Türkiye’de test sayılarının yetersiz olduğunun altını çizen Üner, bazı kişilere de birden fazla test yapıldığını hatırlatarak, “Bunların ne kadarı hastalara, ne kadarı yurtdışına gidenlere, ne kadarı tarama amaçlı, ne kadarı futbol vb. amaçlı yapıldı? Test sayısının arttırılması ve temaslılara da mutlaka test yapılması gerekiyor ki ancak hastalık böyle kontrol altına alınabilir” diye konuştu.
‘İLAÇ TEDAVİSİNE BAŞLAMA YANLIŞ BİR UYGULAMA’

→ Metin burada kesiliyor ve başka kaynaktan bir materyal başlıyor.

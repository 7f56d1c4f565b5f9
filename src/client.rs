//! HTTP client for the events, notes and auth endpoints.
//!
//! All requests go through here. Error semantics are uniform: transport
//! failures become `ApiError::Network`, non-success statuses become
//! `ApiError::Server` carrying a best-effort parsed body, and a success
//! body that does not decode into the expected type is `ApiError::Decode`.
//! Nothing is retried and nothing is recovered at this layer.

use reqwest::RequestBuilder;
use serde::Deserialize;
use serde::de::DeserializeOwned;
use tracing::debug;

use dayboard_core::{ApiError, ApiResult, Event, EventDraft, Note, NoteDraft, ResponseBody};

use crate::auth::RegistrationGateway;
use crate::config::Config;
use crate::session::Session;
use crate::store::{EventStore, NoteStore};

pub struct ApiClient {
    http: reqwest::Client,
    base_url: String,
    session: Session,
}

#[derive(Deserialize)]
struct LoginResponse {
    token: String,
}

impl ApiClient {
    /// Build a client from the resolved config and an explicit session.
    pub fn new(config: &Config, session: Session) -> Self {
        ApiClient {
            http: reqwest::Client::new(),
            base_url: config.api_url.clone(),
            session,
        }
    }

    fn events_url(&self) -> String {
        format!("{}/api/events", self.base_url)
    }

    fn notes_url(&self) -> String {
        format!("{}/api/notes", self.base_url)
    }

    fn auth_url(&self, action: &str) -> String {
        format!("{}/api/auth/{}", self.base_url, action)
    }

    /// Attach the bearer token when the session holds one.
    fn with_auth(&self, request: RequestBuilder) -> RequestBuilder {
        match self.session.token() {
            Some(token) => request.bearer_auth(token),
            None => request,
        }
    }

    /// Send a request and read the body, enforcing the shared error semantics.
    async fn dispatch(&self, request: RequestBuilder) -> ApiResult<ResponseBody> {
        let response = request
            .send()
            .await
            .map_err(|e| ApiError::Network(e.to_string()))?;

        let status = response.status();
        let text = response
            .text()
            .await
            .map_err(|e| ApiError::Network(e.to_string()))?;
        let body = ResponseBody::from_text(&text);

        if !status.is_success() {
            return Err(ApiError::Server {
                status: status.as_u16(),
                body,
            });
        }

        Ok(body)
    }

    /// Like [`ApiClient::dispatch`], but decodes the success body into `T`.
    async fn dispatch_json<T: DeserializeOwned>(&self, request: RequestBuilder) -> ApiResult<T> {
        match self.dispatch(request).await? {
            ResponseBody::Json(value) => {
                serde_json::from_value(value).map_err(|e| ApiError::Decode(e.to_string()))
            }
            ResponseBody::Text(text) => Err(ApiError::Decode(format!(
                "expected JSON, got: {}",
                text
            ))),
            ResponseBody::Empty => Err(ApiError::Decode("empty response".to_string())),
        }
    }

    /// POST /api/auth/login - returns the bearer token.
    pub async fn login(&self, email: &str, password: &str) -> ApiResult<String> {
        debug!(email, "logging in");
        let request = self.http.post(self.auth_url("login")).json(
            &serde_json::json!({ "email": email, "password": password }),
        );
        let response: LoginResponse = self.dispatch_json(request).await?;
        Ok(response.token)
    }
}

impl RegistrationGateway for ApiClient {
    /// POST /api/auth/register
    async fn register(&self, email: &str, password: &str) -> ApiResult<()> {
        debug!(email, "registering account");
        let request = self
            .http
            .post(self.auth_url("register"))
            .json(&serde_json::json!({ "email": email, "password": password }));
        self.dispatch(request).await?;
        Ok(())
    }
}

impl EventStore for ApiClient {
    /// GET /api/events
    async fn list_events(&self) -> ApiResult<Vec<Event>> {
        debug!("fetching events");
        self.dispatch_json(self.http.get(self.events_url())).await
    }

    /// POST /api/events
    async fn create_event(&self, draft: &EventDraft) -> ApiResult<Event> {
        debug!(?draft, "creating event");
        self.dispatch_json(self.http.post(self.events_url()).json(draft))
            .await
    }

    /// PUT /api/events/:id
    async fn update_event(&self, id: &str, draft: &EventDraft) -> ApiResult<Event> {
        debug!(id, ?draft, "updating event");
        let url = format!("{}/{}", self.events_url(), id);
        self.dispatch_json(self.http.put(url).json(draft)).await
    }

    /// DELETE /api/events/:id
    async fn delete_event(&self, id: &str) -> ApiResult<ResponseBody> {
        debug!(id, "deleting event");
        let url = format!("{}/{}", self.events_url(), id);
        self.dispatch(self.http.delete(url)).await
    }
}

impl NoteStore for ApiClient {
    /// GET /api/notes
    async fn list_notes(&self) -> ApiResult<Vec<Note>> {
        debug!("fetching notes");
        self.dispatch_json(self.with_auth(self.http.get(self.notes_url())))
            .await
    }

    /// POST /api/notes
    async fn create_note(&self, draft: &NoteDraft) -> ApiResult<Note> {
        debug!(?draft, "creating note");
        self.dispatch_json(self.with_auth(self.http.post(self.notes_url()).json(draft)))
            .await
    }

    /// PUT /api/notes/:id
    async fn update_note(&self, id: i64, draft: &NoteDraft) -> ApiResult<Note> {
        debug!(id, ?draft, "updating note");
        let url = format!("{}/{}", self.notes_url(), id);
        self.dispatch_json(self.with_auth(self.http.put(url).json(draft)))
            .await
    }

    /// DELETE /api/notes/:id
    async fn delete_note(&self, id: i64) -> ApiResult<ResponseBody> {
        debug!(id, "deleting note");
        let url = format!("{}/{}", self.notes_url(), id);
        self.dispatch(self.with_auth(self.http.delete(url))).await
    }
}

“Bakanlığın evde ilaç tedavisi yanlış bir uygulama. Vakalarda ilaç başlanıyor, temaslılarda da şikayet varsa başlanıyor. Bu ilaçlar kesin tedavi ilaçları da değil ve deneniyor. Verilen kişilerin iyi bir fiziksel muayeneden geçip, ilacın verilmesi lazım. İlaçların yan etkileri var”
‘TOPLUMDA GÜVENSİZLİK YARATIYOR’
“Vaka sayılarında en doğru bilgiyi vermesi gereken Sağlık Bakanlığı ve il yöneticileri farklı sayısı veriyor. Bakanlığın verileri il il, ilçe ilçe paylaşmalı. İl yöneticileri doğru bilgiyi paylaşamıyorlarsa orada bulunmamalı. Söyledikleri doğruysa Bakanlık kendi verilerini düzeltmeli. Bu toplumda güvensizlik yaratıyor.”
‘OKULLAR AÇILMALI’
“Öğrencinin okula gelirken, okulda, eve giderken nasıl davranacağı konusunda iyi bir bilgilendirmeye ihtiyaç var. Veli, personel ve öğrenci ne yapması gerektiğini bilecek. Okulda fiziksel mesafenin sağlanması lazım. Sınıftaki öğrenci sayısı ve kapalı alanda bulundukları sürenin azaltılması lazım ve müfredatta değişiklik gerekecek. Maske, su, sabun ve dezenfekten sağlanmalı, bu anlamda da okullar bütçenin verilmesi gerekiyor.”
‘İL YÖNETİCİLERİ İNİSİYATİF ALMALI’
Pandeminin ilerleyen süreçleri için sokağa çıkma yasağının gündeme gelmesiyle ilgili de konuşan Üner, bütün Türkiye de değil ama yerel yöneticilerin kendi bölgelerine ilişkin kararlar alması gerektiğini kaydederek, “İl yöneticileri önlemler konusunda inisiyatif almalı” dedi.